Intervention just started, and we saw Dawn & Chuck’s controversial parenting strategies that left fans outraged. How did they raise their kids? Could that have anything to do with the addiction that runs in the family?
Intervention: Chuck Is “Very Quick to Anger”
Throughout the first episode of Intervention, heroin addict Susan and her siblings talked about their dad. Susan describes him as “quick to anger.” Nathan says, “he would leave marks on us occasionally” and “you had to stay out of his way when he was upset.”
When comparing Chuck’s parenting to Dawn’s on Intervention, Jessica says “he’s the one who started it” and says he “was a bully every day.”
“My dad caused a lot of anxiety,” Susan says on Intervention.
Even Dawn doesn’t have fond memories. “Every day before he would get home from work, we would clean the house very thoroughly, so when he would walk through the door we wouldn’t have to hear yelling.”
But does Chuck question his parenting? On Intervention, he says, “I wouldn’t say there wasn’t any spanking but we didn’t spank the children any more than the average parent.”
Dawn’s Parenting: “It Was Very Traumatic, Emotionally, for Us Kids”
On Intervention, Nathan describes Dawn as saying, “[she] would get very emotional very often.” Because of this, Dawn also had questionable parenting habits.
Diagnosed with bipolar and borderline personality disorder, she has intense mood swings. “You never knew what her mood would be,” is how Nathan describes her mothering. They hint at physical altercations, saying when Dawn “was mad at you, she would get physical sometimes. She would grab a hairbrush, a wooden spoon, or something to hit you with.”
Jessica also echoes these statements on Intervention. She says she’s “terrified of my mom. She’s so vicious and vindictive. Raging, yelling, and accusing.” Jessica also says she distanced herself from her mom and now she “has nothing to do with her.”

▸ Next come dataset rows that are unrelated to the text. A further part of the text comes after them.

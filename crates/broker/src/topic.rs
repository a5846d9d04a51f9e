//! Topic registry and partitioned append logs.

use std::collections::hash_map::DefaultHasher;
use std::collections::HashMap;
use std::hash::{Hash, Hasher};
use std::sync::{Arc, Mutex, RwLock};

use tokio::sync::watch;

use crate::error::BrokerError;

/// One record in a partition log.
#[derive(Debug, Clone)]
pub(crate) struct Record {
    pub key: String,
    pub payload: Vec<u8>,
}

/// A named, partitioned append log.
///
/// Records are routed to `hash(key) % partitions`, so all records for a
/// key share a partition and keep their append order. Logs are retained
/// for the lifetime of the broker; consumers track their own offsets.
#[derive(Debug)]
pub struct Topic {
    name: String,
    partitions: Vec<Mutex<Vec<Record>>>,
    /// Bumped on every append so consumers can await new records without
    /// missing a wakeup (watch marks changes as seen per receiver).
    version: watch::Sender<u64>,
}

impl Topic {
    fn new(name: &str, partitions: usize) -> Self {
        let (version, _) = watch::channel(0);
        Self {
            name: name.to_string(),
            partitions: (0..partitions).map(|_| Mutex::new(Vec::new())).collect(),
            version,
        }
    }

    pub fn name(&self) -> &str {
        &self.name
    }

    pub fn partition_count(&self) -> usize {
        self.partitions.len()
    }

    /// Append a keyed record, returning its (partition, offset).
    pub(crate) fn append(&self, key: &str, payload: Vec<u8>) -> (usize, usize) {
        let partition = self.partition_for(key);
        let mut log = self.partitions[partition]
            .lock()
            .expect("partition lock poisoned");
        let offset = log.len();
        log.push(Record {
            key: key.to_string(),
            payload,
        });
        drop(log);
        self.version.send_modify(|v| *v += 1);
        (partition, offset)
    }

    /// Fetch the record at `offset`, if appended yet.
    pub(crate) fn get(&self, partition: usize, offset: usize) -> Option<Record> {
        self.partitions[partition]
            .lock()
            .expect("partition lock poisoned")
            .get(offset)
            .cloned()
    }

    /// Current end offset (exclusive) of a partition.
    pub fn end_offset(&self, partition: usize) -> usize {
        self.partitions[partition]
            .lock()
            .expect("partition lock poisoned")
            .len()
    }

    /// Receiver that observes every append.
    pub(crate) fn watch(&self) -> watch::Receiver<u64> {
        self.version.subscribe()
    }

    fn partition_for(&self, key: &str) -> usize {
        let mut hasher = DefaultHasher::new();
        key.hash(&mut hasher);
        (hasher.finish() % self.partitions.len() as u64) as usize
    }
}

/// Shared topic registry.
///
/// Owned explicitly by the hosting process and handed to producers and
/// consumers via `Arc` — never an ambient global.
#[derive(Default)]
pub struct Broker {
    topics: RwLock<HashMap<String, Arc<Topic>>>,
}

impl Broker {
    pub fn new() -> Self {
        Self::default()
    }

    /// Create a topic with the given partition count.
    ///
    /// Creation is not destructive: an existing topic is left untouched
    /// and reported as [`BrokerError::TopicExists`], which init treats as
    /// success (see [`crate::initialize_topics`]).
    pub fn create_topic(&self, name: &str, partitions: usize) -> Result<(), BrokerError> {
        if partitions == 0 {
            return Err(BrokerError::InvalidPartitionCount(name.to_string()));
        }
        let mut topics = self.topics.write().expect("topic registry lock poisoned");
        if topics.contains_key(name) {
            return Err(BrokerError::TopicExists(name.to_string()));
        }
        topics.insert(name.to_string(), Arc::new(Topic::new(name, partitions)));
        Ok(())
    }

    /// Look up a topic handle.
    pub fn topic(&self, name: &str) -> Result<Arc<Topic>, BrokerError> {
        self.topics
            .read()
            .expect("topic registry lock poisoned")
            .get(name)
            .cloned()
            .ok_or_else(|| BrokerError::UnknownTopic(name.to_string()))
    }
}

// ---------------------------------------------------------------------------
// Tests
// ---------------------------------------------------------------------------
//! Worker binary: wires the broker, stores, and both pipeline services,
//! then runs until SIGINT/SIGTERM.

use std::str::FromStr;
use std::sync::Arc;

use tokio_util::sync::CancellationToken;
use tracing_subscriber::{layer::SubscriberExt, util::SubscriberInitExt};
use vitalflow_broker::{initialize_topics, Broker, Consumer, ConsumerConfig, OffsetReset};
use vitalflow_core::config::AppConfig;
use vitalflow_core::thresholds::ThresholdProfile;
use vitalflow_core::topics::{ALERTS_TOPIC, DEFAULT_PARTITIONS, RAW_METRICS_TOPIC};
use vitalflow_db::repositories::DeadLetterRepo;
use vitalflow_events::senders::{EmailConfig, EmailSender, WebPushSender};
use vitalflow_events::{
    ChannelType, DispatchPolicy, Dispatcher, PatientHub, PgDeadLetterSink, PgTemplateStore,
    SenderRegistry,
};
use vitalflow_pipeline::{
    AnalysisService, EscalationStateStore, MemoryStateStore, NotificationService, PgAlertStore,
    RedisStateStore,
};

#[tokio::main]
async fn main() -> anyhow::Result<()> {
    dotenvy::dotenv().ok();

    tracing_subscriber::registry()
        .with(tracing_subscriber::EnvFilter::try_from_default_env().unwrap_or_else(|_| {
            "vitalflow_worker=debug,vitalflow_pipeline=debug,vitalflow_events=debug,\
             vitalflow_broker=info"
                .into()
        }))
        .with(tracing_subscriber::fmt::layer())
        .init();

    let config = AppConfig::from_env()?;

    // Database.
    let pool = vitalflow_db::connect(&config.database_url).await?;
    vitalflow_db::MIGRATOR.run(&pool).await?;
    vitalflow_db::health_check(&pool).await?;
    let backlog = DeadLetterRepo::unprocessed_count(&pool).await?;
    if backlog > 0 {
        tracing::warn!(backlog, "Unprocessed dead letters awaiting manual triage");
    }

    // Escalation state store.
    let state_store: Arc<dyn EscalationStateStore> = match &config.cache_url {
        Some(url) => {
            let store = RedisStateStore::connect(url).await?;
            tracing::info!("Escalation state in Redis");
            Arc::new(store)
        }
        None => {
            tracing::warn!(
                "CACHE_URL not set, keeping escalation state in process memory \
                 (single instance only)"
            );
            Arc::new(MemoryStateStore::new())
        }
    };

    // Broker and topics.
    let broker = Broker::new();
    initialize_topics(
        &broker,
        &[
            (RAW_METRICS_TOPIC, DEFAULT_PARTITIONS),
            (ALERTS_TOPIC, DEFAULT_PARTITIONS),
        ],
    );

    let hub = Arc::new(PatientHub::new());

    // Delivery channels.
    let mut registry = SenderRegistry::new();
    let mut channel = None;
    if let Some(url) = &config.push_gateway_url {
        registry.register(ChannelType::WebPush, Arc::new(WebPushSender::new(url)));
        channel = Some(ChannelType::WebPush);
    }
    if let Some(email_config) = EmailConfig::from_env() {
        registry.register(ChannelType::Email, Arc::new(EmailSender::new(email_config)));
        channel.get_or_insert(ChannelType::Email);
    }
    let channel = channel.unwrap_or_else(|| {
        tracing::warn!("No delivery channel configured, notifications will dead-letter");
        ChannelType::Email
    });
    tracing::info!(%channel, recipient = %config.alert_recipient, "Notification channel ready");

    let dispatcher = Arc::new(Dispatcher::new(
        registry,
        Arc::new(PgTemplateStore::new(pool.clone())),
        Arc::new(PgDeadLetterSink::new(pool.clone())),
        DispatchPolicy::default(),
        ALERTS_TOPIC,
    ));

    // Consumers.
    let offset_reset = OffsetReset::from_str(&config.offset_reset)
        .map_err(|e| anyhow::anyhow!("OFFSET_RESET: {e}"))?;
    let consumer_config = || ConsumerConfig {
        group_id: config.consumer_group.clone(),
        offset_reset,
        ..ConsumerConfig::default()
    };

    let analysis = Arc::new(AnalysisService::new(
        hub.clone(),
        state_store,
        vitalflow_broker::Producer::for_topic(&broker, ALERTS_TOPIC)?,
        ThresholdProfile::clinical_defaults(),
        config.settings,
    ));
    let notifier = Arc::new(NotificationService::new(
        hub,
        Arc::new(PgAlertStore::new(pool.clone())),
        dispatcher,
        channel,
        config.alert_recipient.clone(),
        config.alert_template.clone(),
    ));

    let cancel = CancellationToken::new();
    let analysis_task = tokio::spawn(analysis.run(
        Consumer::subscribe(&broker, RAW_METRICS_TOPIC, consumer_config())?,
        cancel.clone(),
    ));
    let notifier_task = tokio::spawn(notifier.run(
        Consumer::subscribe(&broker, ALERTS_TOPIC, consumer_config())?,
        cancel.clone(),
    ));

    tracing::info!("Worker started");
    shutdown_signal().await;

    cancel.cancel();
    analysis_task.await?;
    notifier_task.await?;
    pool.close().await;
    tracing::info!("Worker stopped");
    Ok(())
}

/// Completes on SIGINT or SIGTERM, so the worker shuts down cleanly
/// whether stopped interactively or by a process manager.
async fn shutdown_signal() {
    let ctrl_c = async {
        tokio::signal::ctrl_c()
            .await
            .expect("Failed to install Ctrl-C handler");
    };

    #[cfg(unix)]
    let terminate = async {
        tokio::signal::unix::signal(tokio::signal::unix::SignalKind::terminate())
            .expect("Failed to install SIGTERM handler")
            .recv()
            .await;
    };

    #[cfg(not(unix))]
    let terminate = std::future::pending::<()>();

    tokio::select! {
        () = ctrl_c => {
            tracing::info!("Received SIGINT (Ctrl-C), starting graceful shutdown");
        }
        () = terminate => {
            tracing::info!("Received SIGTERM, starting graceful shutdown");
        }
    }
}
/// Patient and alert identifiers are 64-bit integers end to end.
pub type DbId = i64;

/// All timestamps are UTC.
pub type Timestamp = chrono::DateTime<chrono::Utc>;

Intervention: Dawn and Chuck Today
At the time of filming Intervention, we saw how Dawn and Chuck handled their kids’ addiction. Dawn would specifically help Susan with her heroin habits, buying her drugs, giving them to her, and dosing them out. She would do this 3-4 times a day, according to Chuck. Dawn would call it her “medication.” In addition, Dawn bought drugs for the rest of the family.
Chuck and Dawn are separated, but Chuck was still the financial support for the family. He paid their bills, went grocery shopping for them, and helped them sustain themselves in any way they could without giving them money for drugs.
“My dad can’t say no to Susan. He provides everything,” Nathan says on Intervention. “My dad thinks he’s helping Susan [more] than my mom by providing them what they need.”